Cuestión de Perspectiva, Ella (libro 2)

EPÍLOGO - 30 años después

Desde el primer año de casados no hubo uno que no compartiéramos las fechas más importantes: los cumpleaños, aniversario de bodas, Navidades… Nada evitó que lo celebráramos acompañados uno del otro.

No faltó quien nos dijera que nuestro matrimonio llegaba tarde, que no duraríamos. ¡Se equivocaron! Vivimos juntos treinta hermosos años.

Mi amado Esteban fue el primero en partir. Se fue una tarde de noviembre a los setenta y nueve años.

Llegaba de dar un paseo cuando un dolor en el pecho lo atacó.

Lo ayudé a recostarse y lo cubrí con una manta. Quise irme a prepararle un té, pero él me pidió que me quedara.

Alfonso dijo que fue un infarto fulminante.

No lo sabía en ese momento, pero su bello corazón dejó de latir en nuestra casa, con mi mano sosteniéndolo. Se cerraron por última vez los hermosos ojos azules que me enamoraron. Dio su aliento final. Se quedó dormido sin más.

Fui feliz al saber que no sufrió. Y también me dio gusto que él no tuviera que vivir mi pérdida. No resistiría la nostalgia que sobrevino después.

Si los dos éramos uno, unidos por el amor y la fe, sabía que él fue la mejor parte. Tuve suerte por habérmelo topado esa noche en la que Sebastián quiso propasarse conmigo.

Lloré lo necesario en su funeral y le agradecí a Dios por haberme permitido ser su compañera por treinta años.

Ya no fui capaz de quedarme en la casa.

Los viajes que hicimos, los premios que obtuve, los triunfos en su negocio y la familia que formamos se quedarían por siempre en mis recuerdos más preciados, pero mi pesar era demasiado para mantenerme cuerda sola. Sentía su perfume en cada rincón y su presencia me faltaba, hasta las discusiones empecé a añorarlas.

Las treinta muñecas de porcelana que tenía en la vitrina que él mandó a hacer para que las acomodara las heredé a mis nietas, bisnietas y sobrinas. Fue mi forma de hacer que nos recordaran a los dos.

Onoria me abrió las puertas de su hogar.

Allí pasé dieciséis años tranquilos. Atendida y escuchada cada vez que sentía ganas de repetir la misma historia. Ambas nos hicimos compañía.

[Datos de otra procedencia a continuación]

// SPDX-License-Identifier: Apache-2.0
#![forbid(unsafe_code)]

use baret_query::QueryLimits;
use baret_server::{
    build_router, parse_auth_tokens, validate_startup_config_contract, ApiConfig, AppState,
    SqliteStore,
};
use std::env;
use std::path::PathBuf;
use std::sync::atomic::Ordering;
use std::sync::Arc;
use std::time::Duration;
use tokio::net::TcpListener;
use tracing::info;
use tracing_subscriber::layer::SubscriberExt;
use tracing_subscriber::util::SubscriberInitExt;
use tracing_subscriber::EnvFilter;

fn env_bool(name: &str, default: bool) -> bool {
    match env::var(name) {
        Ok(raw) => matches!(
            raw.trim().to_ascii_lowercase().as_str(),
            "1" | "true" | "yes" | "on"
        ),
        Err(_) => default,
    }
}

fn env_u64(name: &str, default: u64) -> u64 {
    env::var(name)
        .ok()
        .and_then(|raw| raw.trim().parse().ok())
        .unwrap_or(default)
}

fn env_usize(name: &str, default: usize) -> usize {
    env::var(name)
        .ok()
        .and_then(|raw| raw.trim().parse().ok())
        .unwrap_or(default)
}

fn env_duration_ms(name: &str, default_ms: u64) -> Duration {
    Duration::from_millis(env_u64(name, default_ms))
}

fn init_tracing() {
    let filter = EnvFilter::try_from_env("BARET_LOG").unwrap_or_else(|_| EnvFilter::new("info"));
    let registry = tracing_subscriber::registry().with(filter);
    if env_bool("BARET_LOG_JSON", true) {
        registry
            .with(tracing_subscriber::fmt::layer().json())
            .init();
    } else {
        registry.with(tracing_subscriber::fmt::layer()).init();
    }
}

async fn wait_for_shutdown_signal() {
    #[cfg(unix)]
    {
        use tokio::signal::unix::{signal, SignalKind};
        let mut term = match signal(SignalKind::terminate()) {
            Ok(term) => term,
            Err(err) => {
                tracing::error!(error = %err, "failed to install SIGTERM handler");
                return;
            }
        };
        let mut int = match signal(SignalKind::interrupt()) {
            Ok(int) => int,
            Err(err) => {
                tracing::error!(error = %err, "failed to install SIGINT handler");
                return;
            }
        };
        tokio::select! {
            _ = term.recv() => {}
            _ = int.recv() => {}
        }
    }
    #[cfg(not(unix))]
    {
        if let Err(err) = tokio::signal::ctrl_c().await {
            tracing::error!(error = %err, "failed to install ctrl-c handler");
        }
    }
}

#[tokio::main]
async fn main() -> Result<(), String> {
    init_tracing();

    let bind_addr = env::var("BARET_BIND").unwrap_or_else(|_| "0.0.0.0:8080".to_string());
    let db_path = PathBuf::from(
        env::var("BARET_DB_PATH").unwrap_or_else(|_| "artifacts/baret.sqlite".to_string()),
    );

    let api = ApiConfig {
        max_body_bytes: env_usize("BARET_MAX_BODY_BYTES", 16 * 1024),
        stats_cache_ttl: env_duration_ms("BARET_STATS_CACHE_TTL_MS", 30_000),
        slow_query_threshold: env_duration_ms("BARET_SLOW_QUERY_THRESHOLD_MS", 200),
        require_auth: env_bool("BARET_REQUIRE_AUTH", true),
        auth_tokens: parse_auth_tokens(&env::var("BARET_AUTH_TOKENS").unwrap_or_default()),
    };
    validate_startup_config_contract(&api)?;

    let limits = QueryLimits {
        max_limit: env_usize("BARET_MAX_LIMIT", 500),
        max_export_rows: env_usize("BARET_MAX_EXPORT_ROWS", 10_000),
    };

    if let Some(parent) = db_path.parent() {
        if !parent.as_os_str().is_empty() {
            std::fs::create_dir_all(parent)
                .map_err(|err| format!("create {} failed: {err}", parent.display()))?;
        }
    }
    let store = SqliteStore::open(&db_path)
        .map_err(|err| format!("open store at {} failed: {err}", db_path.display()))?;

    let state = AppState::with_config(Arc::new(store), api, limits);
    let ready = state.ready.clone();
    let app = build_router(state);

    let listener = TcpListener::bind(&bind_addr)
        .await
        .map_err(|err| format!("bind {bind_addr} failed: {err}"))?;
    info!(addr = %bind_addr, db = %db_path.display(), "baret-server listening");

    let shutdown = async move {
        wait_for_shutdown_signal().await;
        ready.store(false, Ordering::Relaxed);
        info!("shutdown signal received, draining");
    };
    axum::serve(listener, app)
        .with_graceful_shutdown(shutdown)
        .await
        .map_err(|err| format!("server failed: {err}"))
}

Mi hija nunca se arrepintió de su elección.

Cada persona poseía sus propias metas, aunque otros las vieran como locuras. Lo entendí ya de anciana, pero lo entendí.

Durante esos años nacieron más bisnietos. Lamenté que él no pudiera conocerlos. Los sentía como suyos y le encantaba cargarlos y darles sus mimos.

Ahora estoy aquí, a los noventa y dos años, muriendo en una cama rodeada por mi familia. Dicen que un peligroso virus me ataca y no hay mucho que se pueda hacer. Les he pedido a mis hijos que no me lleven a un hospital. Es mi deseo quedarme y partir con dignidad.

Duele hasta respirar.

A pesar de eso, mi memoria desgastada y ya fallando no permite que olvide a mi amado Esteban Quiroga. Él es la última persona que nombraré antes de trascender al mundo espiritual. Mi boca pronunciará su nombre hasta que los músculos dejen de funcionar.

Les he contado a mis bisiestos nuestra historia y les dediqué una canción. Esta voz envejecida ha cantado su última melodía.

Deseo que los que me quieren y lo quisieron nos recuerden con cariño. Que sepan que las vidas que nos tocaron recorrer, en varias partes, fueron amargas, pero tanto dolor se compensó con creces, con un enorme amor que perdura aun después de la muerte.

También les he aconsejado a todos los que vienen a despedirse de esta vieja, que nunca se queden con la primera versión, porque todo es cuestión de perspectiva.